De son côté, la Communion anglicane traverse une crise, dont l’une des sources se trouve dans son expansion au-delà des Îles britanniques et du continent nord-américain. Une récente journée d’étude sur l’anglicanisme, organisée en partenariat par le French Arc et le Centre Istina, a bien mis en valeur l’impact du phénomène de basculement nord-sud du centre de gravité du christianisme sur l’anglicanisme, dont les Églises les plus nombreuses sinon les plus dynamiques se trouvent désormais sur le continent africain, mais elle a souligné aussi la grande complexité de la recomposition de cette confession comme de toutes les composantes du christianisme mondial. Pour faire face aux tensions manifestées depuis près d’une décennie dans l’anglicanisme, l’archevêque Rowan Williams avait, on le sait, suscité un processus de réflexion devant aboutir à un resserrement des liens institutionnels entre les composantes de la Communion. L’échec relatif du projet de Covenant, rejeté récemment par la majorité des synodes diocésains de l’Église d’Angleterre, et surtout la contestation par des sensibilités diverses d’un renforcement du rôle de Canterbury auront sans doute contribué à la lassitude de l’archevêque, qui a donc annoncé le 16 mars qu’il quittera sa charge cet hiver après dix années d’un ministère marqué notamment par le souci de l’unité des Églises. Comment son successeur pourra-t-il maintenir cette orientation ? Sans doute le dialogue avec l’Église catholique se poursuit-il, mais l’espérance encore portée en 1998 par le grand texte sur « le don de l’autorité », qui reconnaissait dans le ministère spécifique du primat universel de l’évêque de Rome « un don à recevoir par toutes les Églises » (§ 47), s’est émoussée. De fait, la troisième phase du travail de l’ARCIC n’est pas seulement compromise par la décision de l’Église d’Angleterre d’accepter l’accession de femmes à l’épiscopat et par l’accueil d’une minorité, certes très petite, d’anglicans dans la communion avec Rome, mais aussi par cet affaiblissement du primat de la Communion anglicane.

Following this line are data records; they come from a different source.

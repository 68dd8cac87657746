// 🔁 Row Mapper - positional rows <-> named JSON objects

use rusqlite::types::{Type, ValueRef};
use serde_json::{Map, Value};

use crate::error::{BankingError, Result};
use crate::schema::{EntityDescriptor, FieldDef, FieldType, FieldValue};
use crate::validator::ValidatedFields;

/// One store row, in descriptor column order
pub type Row = Vec<FieldValue>;

/// Zip a row with the descriptor's JSON keys.
pub fn to_object(row: &[FieldValue], descriptor: &EntityDescriptor) -> Result<Map<String, Value>> {
    if row.len() != descriptor.arity() {
        return Err(BankingError::ShapeMismatch {
            expected: descriptor.arity(),
            actual: row.len(),
        });
    }

    Ok(descriptor
        .fields
        .iter()
        .zip(row)
        .map(|(field, value)| (field.key.to_string(), value.to_json()))
        .collect())
}

/// Project validated fields into INSERT column order; absent fields bind NULL.
pub fn to_insert_args(validated: &ValidatedFields, descriptor: &EntityDescriptor) -> Row {
    descriptor
        .fields
        .iter()
        .map(|field| validated.get(field.key).cloned().unwrap_or(FieldValue::Null))
        .collect()
}

/// Read a row produced by `descriptor.select_sql()`
pub fn read_row(row: &rusqlite::Row<'_>, descriptor: &EntityDescriptor) -> rusqlite::Result<Row> {
    descriptor
        .fields
        .iter()
        .enumerate()
        .map(|(idx, field)| decode(row.get_ref(idx)?, idx, field))
        .collect()
}

fn decode(value: ValueRef<'_>, idx: usize, field: &FieldDef) -> rusqlite::Result<FieldValue> {
    Ok(match value {
        ValueRef::Null => FieldValue::Null,
        ValueRef::Integer(i) => match field.field_type {
            FieldType::Integer => FieldValue::Integer(i),
            FieldType::Real => FieldValue::Real(i as f64),
            FieldType::Text | FieldType::Date => FieldValue::Text(i.to_string()),
        },
        ValueRef::Real(f) => match field.field_type {
            FieldType::Integer if f.fract() == 0.0 => FieldValue::Integer(f as i64),
            FieldType::Text | FieldType::Date => FieldValue::Text(f.to_string()),
            _ => FieldValue::Real(f),
        },
        ValueRef::Text(bytes) => {
            let text = std::str::from_utf8(bytes).map_err(rusqlite::Error::Utf8Error)?;
            // columns declared INTEGER can still hold text in SQLite
            match field.field_type {
                FieldType::Integer => text
                    .parse::<i64>()
                    .map(FieldValue::Integer)
                    .unwrap_or_else(|_| FieldValue::Text(text.to_string())),
                _ => FieldValue::Text(text.to_string()),
            }
        }
        ValueRef::Blob(_) => {
            return Err(rusqlite::Error::InvalidColumnType(
                idx,
                field.column.to_string(),
                Type::Blob,
            ))
        }
    })
}

#[cfg(test)]
mod tests {
    use super::*;
    use crate::schema::{Catalog, Entity, SchemaVariant};
    use crate::validator::{validate, ValidationPolicy};
    use rusqlite::Connection;
    use serde_json::json;

    fn employees() -> &'static EntityDescriptor {
        Catalog::new(SchemaVariant::A)
            .descriptor(Entity::Employee)
            .unwrap()
    }

    #[test]
    fn test_to_object() {
        let row = vec![FieldValue::Integer(1), FieldValue::Text("John Doe".into())];
        let object = to_object(&row, employees()).unwrap();

        assert_eq!(Value::Object(object), json!({"employee_ID": 1, "name": "John Doe"}));
    }

    #[test]
    fn test_shape_mismatch() {
        let row = vec![FieldValue::Integer(1)];
        let err = to_object(&row, employees()).unwrap_err();

        assert!(matches!(
            err,
            BankingError::ShapeMismatch { expected: 2, actual: 1 }
        ));
    }

    #[test]
    fn test_insert_args_follow_column_order() {
        let d = Catalog::new(SchemaVariant::A)
            .descriptor(Entity::Client)
            .unwrap();
        // keys deliberately out of column order
        let body = json!({
            "phone": "555-0100",
            "client_Manager_Employee_ID": 7,
            "email": "ada@example.com",
            "name": "Ada",
            "client_ID": 3
        });
        let validated = validate(body.as_object().unwrap(), d, ValidationPolicy::Compat).unwrap();

        assert_eq!(
            to_insert_args(&validated, d),
            vec![
                FieldValue::Integer(3),
                FieldValue::Text("Ada".into()),
                FieldValue::Text("ada@example.com".into()),
                FieldValue::Text("555-0100".into()),
                FieldValue::Integer(7),
            ]
        );
    }

    #[test]
    fn test_round_trip_through_sqlite() {
        let d = Catalog::new(SchemaVariant::A)
            .descriptor(Entity::Transaction)
            .unwrap();
        let conn = Connection::open_in_memory().unwrap();
        // only Transactions exists, so parent tables cannot be checked
        conn.pragma_update(None, "foreign_keys", "OFF").unwrap();
        conn.execute(&d.create_table_sql(), []).unwrap();

        let body = json!({
            "transaction_ID": 10,
            "client_ID": 1,
            "product_ID": 2,
            "transaction_Amount": 99,
            "transaction_Date": "2024-05-06"
        });
        let validated = validate(body.as_object().unwrap(), d, ValidationPolicy::Compat).unwrap();
        let args = to_insert_args(&validated, d);

        conn.execute(&d.insert_sql(), rusqlite::params_from_iter(args.iter()))
            .unwrap();
        let stored = conn
            .query_row(&d.select_by_key_sql(), [&args[0]], |row| read_row(row, d))
            .unwrap();

        assert_eq!(stored, args);
        assert_eq!(to_object(&stored, d).unwrap(), to_object(&args, d).unwrap());
        assert_eq!(
            to_object(&stored, d).unwrap().get("transaction_Amount"),
            Some(&json!(99.0))
        );
    }

    #[test]
    fn test_blob_is_rejected() {
        let conn = Connection::open_in_memory().unwrap();
        let err = conn
            .query_row("SELECT x'00', 'n'", [], |row| read_row(row, employees()))
            .unwrap_err();

        assert!(matches!(err, rusqlite::Error::InvalidColumnType(0, _, Type::Blob)));
    }
}
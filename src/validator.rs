// ✅ Validator - Required fields + column type coercion
// Turns an inbound JSON object into values ready to bind

use chrono::{DateTime, NaiveDate, NaiveDateTime};
use serde::{Deserialize, Serialize};
use serde_json::{Map, Value};

use crate::error::{BankingError, Result};
use crate::schema::{EntityDescriptor, FieldDef, FieldType, FieldValue};

/// Inbound request body
pub type Payload = Map<String, Value>;

/// How strictly "missing" is judged for required fields
#[derive(Debug, Clone, Copy, PartialEq, Eq, Default, Serialize, Deserialize)]
#[serde(rename_all = "lowercase")]
pub enum ValidationPolicy {
    /// Any falsy JSON value counts as missing: null, false, "", 0, 0.0, [], {}.
    /// Numeric identifiers and amounts of zero are therefore rejected.
    #[default]
    Compat,
    /// Only absent, null, and blank strings count as missing
    Strict,
}

// ============================================================================
// VALIDATED FIELDS
// ============================================================================

/// Coerced values keyed by JSON field name, in descriptor order
#[derive(Debug, Clone, PartialEq, Default)]
pub struct ValidatedFields {
    values: Vec<(&'static str, FieldValue)>,
}

impl ValidatedFields {
    pub fn get(&self, key: &str) -> Option<&FieldValue> {
        self.values.iter().find(|(k, _)| *k == key).map(|(_, v)| v)
    }

    pub fn iter(&self) -> impl Iterator<Item = &(&'static str, FieldValue)> {
        self.values.iter()
    }

    pub fn len(&self) -> usize {
        self.values.len()
    }

    pub fn is_empty(&self) -> bool {
        self.values.is_empty()
    }

    fn push(&mut self, key: &'static str, value: FieldValue) {
        self.values.push((key, value));
    }
}

// ============================================================================
// VALIDATION
// ============================================================================

/// Validate a create payload.
///
/// Every required field must be present and non-missing under `policy`;
/// when any are missing the error names all of them and carries the
/// descriptor's message. Optional fields that are absent become NULL.
/// Keys the descriptor does not know are ignored.
pub fn validate(
    payload: &Payload,
    descriptor: &'static EntityDescriptor,
    policy: ValidationPolicy,
) -> Result<ValidatedFields> {
    let missing: Vec<&'static str> = descriptor
        .fields
        .iter()
        .filter(|f| f.required && is_missing(payload.get(f.key), policy))
        .map(|f| f.key)
        .collect();

    if !missing.is_empty() {
        return Err(BankingError::MissingFields {
            message: descriptor.missing_message,
            fields: missing,
        });
    }

    let mut validated = ValidatedFields::default();
    for field in descriptor.fields.iter() {
        let value = match payload.get(field.key) {
            None | Some(Value::Null) => FieldValue::Null,
            Some(raw) => coerce(field, raw)?,
        };
        validated.push(field.key, value);
    }

    Ok(validated)
}

/// Validate an update payload: the non-key fields that are present.
///
/// The identifier comes from the route, so a key in the body is ignored.
/// At least one updatable field must be present.
pub fn validate_update(
    payload: &Payload,
    descriptor: &'static EntityDescriptor,
    policy: ValidationPolicy,
) -> Result<ValidatedFields> {
    let mut validated = ValidatedFields::default();

    for field in descriptor.updatable_fields() {
        let raw = payload.get(field.key);
        if is_missing(raw, policy) {
            continue;
        }
        if let Some(raw) = raw {
            validated.push(field.key, coerce(field, raw)?);
        }
    }

    if validated.is_empty() {
        return Err(BankingError::MissingFields {
            message: descriptor.update_message,
            fields: descriptor.updatable_fields().iter().map(|f| f.key).collect(),
        });
    }

    Ok(validated)
}

/// Parse a path segment as the descriptor's identifier
pub fn parse_key(raw: &str, descriptor: &'static EntityDescriptor) -> Result<FieldValue> {
    coerce(descriptor.key(), &Value::String(raw.to_string()))
}

fn is_missing(value: Option<&Value>, policy: ValidationPolicy) -> bool {
    match (value, policy) {
        (None, _) | (Some(Value::Null), _) => true,
        (Some(Value::String(s)), ValidationPolicy::Strict) => s.trim().is_empty(),
        (Some(_), ValidationPolicy::Strict) => false,
        (Some(v), ValidationPolicy::Compat) => is_falsy(v),
    }
}

fn is_falsy(value: &Value) -> bool {
    match value {
        Value::Null => true,
        Value::Bool(b) => !b,
        Value::Number(n) => n.as_f64() == Some(0.0),
        Value::String(s) => s.is_empty(),
        Value::Array(items) => items.is_empty(),
        Value::Object(map) => map.is_empty(),
    }
}

// ============================================================================
// COERCION
// ============================================================================

fn coerce(field: &FieldDef, raw: &Value) -> Result<FieldValue> {
    let invalid = |reason: &str| BankingError::InvalidField {
        field: field.key,
        reason: reason.to_string(),
    };

    match field.field_type {
        FieldType::Integer => match raw {
            Value::Number(n) => {
                if let Some(i) = n.as_i64() {
                    Ok(FieldValue::Integer(i))
                } else {
                    match n.as_f64() {
                        Some(f) if f.fract() == 0.0 && f.abs() < i64::MAX as f64 => {
                            Ok(FieldValue::Integer(f as i64))
                        }
                        _ => Err(invalid("expected an integer")),
                    }
                }
            }
            Value::String(s) => s
                .trim()
                .parse::<i64>()
                .map(FieldValue::Integer)
                .map_err(|_| invalid("expected an integer")),
            _ => Err(invalid("expected an integer")),
        },

        FieldType::Real => match raw {
            Value::Number(n) => n
                .as_f64()
                .map(FieldValue::Real)
                .ok_or_else(|| invalid("expected a number")),
            Value::String(s) => match s.trim().parse::<f64>() {
                Ok(f) if f.is_finite() => Ok(FieldValue::Real(f)),
                _ => Err(invalid("expected a number")),
            },
            _ => Err(invalid("expected a number")),
        },

        FieldType::Text => match raw {
            Value::String(s) => Ok(FieldValue::Text(s.clone())),
            Value::Number(n) => Ok(FieldValue::Text(n.to_string())),
            _ => Err(invalid("expected text")),
        },

        FieldType::Date => match raw {
            Value::String(s) => parse_date(s)
                .map(|d| FieldValue::Text(d.format("%Y-%m-%d").to_string()))
                .ok_or_else(|| invalid("expected an ISO-8601 date (YYYY-MM-DD)")),
            _ => Err(invalid("expected an ISO-8601 date (YYYY-MM-DD)")),
        },
    }
}

fn parse_date(s: &str) -> Option<NaiveDate> {
    let s = s.trim();
    NaiveDate::parse_from_str(s, "%Y-%m-%d")
        .ok()
        .or_else(|| DateTime::parse_from_rfc3339(s).ok().map(|dt| dt.date_naive()))
        .or_else(|| {
            NaiveDateTime::parse_from_str(s, "%Y-%m-%dT%H:%M:%S")
                .ok()
                .map(|dt| dt.date())
        })
}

D’autres dialogues menés par l’Église catholique affrontent le défi de parvenir à un consensus sur la primauté de l’évêque de Rome au sein d’une Église communion. Mis à part celui avec l’Église orthodoxe, dont on sait les difficultés actuelles, un autre tient une place importante : le dialogue avec l’Église vieille catholique de l’Union d’Utrecht, qui est née précisément de divergences de compréhension du rôle de la papauté lors de la « crise janséniste », puis du Concile Vatican I. Istina est donc reconnaissant au professeur von Arx et au frère H. Legrand de nous permettre de disposer d’une traduction inédite en français, précédée de leur commentaire personnel, du rapport « Église et communauté ecclésiale » publié en 2009 par la commission internationale de dialogue entre ces deux Églises.